● DESCRIPTION OF THE TASK:
From the records that follow, copy every line in which "JoinSet" appears.

● RECORDS FOR THIS EXERCISE:
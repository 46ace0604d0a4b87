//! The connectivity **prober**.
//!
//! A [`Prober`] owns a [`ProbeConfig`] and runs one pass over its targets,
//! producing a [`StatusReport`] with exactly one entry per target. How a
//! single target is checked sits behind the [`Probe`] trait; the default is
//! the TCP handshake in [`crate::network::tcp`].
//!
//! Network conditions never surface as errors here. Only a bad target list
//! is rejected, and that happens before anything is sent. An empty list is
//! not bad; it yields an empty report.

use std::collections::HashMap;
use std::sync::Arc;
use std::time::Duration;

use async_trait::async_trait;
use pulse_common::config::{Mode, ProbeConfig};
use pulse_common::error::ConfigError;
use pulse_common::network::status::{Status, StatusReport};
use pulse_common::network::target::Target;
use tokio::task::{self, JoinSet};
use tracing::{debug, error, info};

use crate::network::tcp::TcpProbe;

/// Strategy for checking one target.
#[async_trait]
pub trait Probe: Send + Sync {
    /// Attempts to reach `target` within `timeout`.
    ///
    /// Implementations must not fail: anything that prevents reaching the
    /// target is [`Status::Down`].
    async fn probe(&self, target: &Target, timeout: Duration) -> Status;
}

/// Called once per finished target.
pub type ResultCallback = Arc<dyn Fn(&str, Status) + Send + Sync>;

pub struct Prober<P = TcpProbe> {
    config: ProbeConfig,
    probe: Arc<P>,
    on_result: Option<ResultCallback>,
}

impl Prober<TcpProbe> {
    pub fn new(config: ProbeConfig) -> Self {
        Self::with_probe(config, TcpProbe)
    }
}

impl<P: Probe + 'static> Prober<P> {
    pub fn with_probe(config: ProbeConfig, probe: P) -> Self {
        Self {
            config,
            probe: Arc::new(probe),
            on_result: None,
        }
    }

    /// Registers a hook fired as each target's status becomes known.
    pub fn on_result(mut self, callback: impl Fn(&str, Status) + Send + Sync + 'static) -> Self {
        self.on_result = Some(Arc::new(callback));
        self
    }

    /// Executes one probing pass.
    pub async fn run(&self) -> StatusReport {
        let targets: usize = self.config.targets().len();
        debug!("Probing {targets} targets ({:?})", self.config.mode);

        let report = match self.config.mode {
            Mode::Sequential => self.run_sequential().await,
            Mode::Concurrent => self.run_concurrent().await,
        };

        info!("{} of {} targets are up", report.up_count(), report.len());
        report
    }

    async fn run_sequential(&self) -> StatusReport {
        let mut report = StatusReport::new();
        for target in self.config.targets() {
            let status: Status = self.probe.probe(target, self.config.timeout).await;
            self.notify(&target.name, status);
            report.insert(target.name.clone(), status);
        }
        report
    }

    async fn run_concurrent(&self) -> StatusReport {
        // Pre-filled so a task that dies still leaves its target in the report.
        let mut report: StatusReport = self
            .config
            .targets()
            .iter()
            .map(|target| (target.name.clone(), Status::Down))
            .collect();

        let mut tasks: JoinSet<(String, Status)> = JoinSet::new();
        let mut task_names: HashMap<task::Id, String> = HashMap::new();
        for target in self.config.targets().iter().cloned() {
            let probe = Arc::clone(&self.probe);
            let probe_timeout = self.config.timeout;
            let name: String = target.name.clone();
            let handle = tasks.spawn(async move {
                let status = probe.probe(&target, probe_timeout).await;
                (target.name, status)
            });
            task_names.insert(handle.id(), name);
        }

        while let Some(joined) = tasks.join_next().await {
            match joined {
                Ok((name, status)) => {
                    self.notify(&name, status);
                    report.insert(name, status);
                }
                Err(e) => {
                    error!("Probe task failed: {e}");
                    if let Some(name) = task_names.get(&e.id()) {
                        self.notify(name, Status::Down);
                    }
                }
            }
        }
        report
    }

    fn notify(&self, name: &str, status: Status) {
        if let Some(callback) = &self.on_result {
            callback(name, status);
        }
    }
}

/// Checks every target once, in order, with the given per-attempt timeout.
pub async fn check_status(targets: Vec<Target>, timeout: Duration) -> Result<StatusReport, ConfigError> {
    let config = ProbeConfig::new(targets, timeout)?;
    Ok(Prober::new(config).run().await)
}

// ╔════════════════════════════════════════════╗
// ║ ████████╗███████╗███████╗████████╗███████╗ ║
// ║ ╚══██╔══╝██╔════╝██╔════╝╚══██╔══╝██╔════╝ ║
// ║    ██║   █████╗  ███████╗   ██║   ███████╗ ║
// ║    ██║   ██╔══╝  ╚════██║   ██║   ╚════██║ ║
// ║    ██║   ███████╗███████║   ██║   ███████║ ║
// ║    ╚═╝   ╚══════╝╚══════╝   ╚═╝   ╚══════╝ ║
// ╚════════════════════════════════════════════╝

● SOLUTION TO THE EXERCISE:
use tokio::task::{self, JoinSet};
        let mut tasks: JoinSet<(String, Status)> = JoinSet::new();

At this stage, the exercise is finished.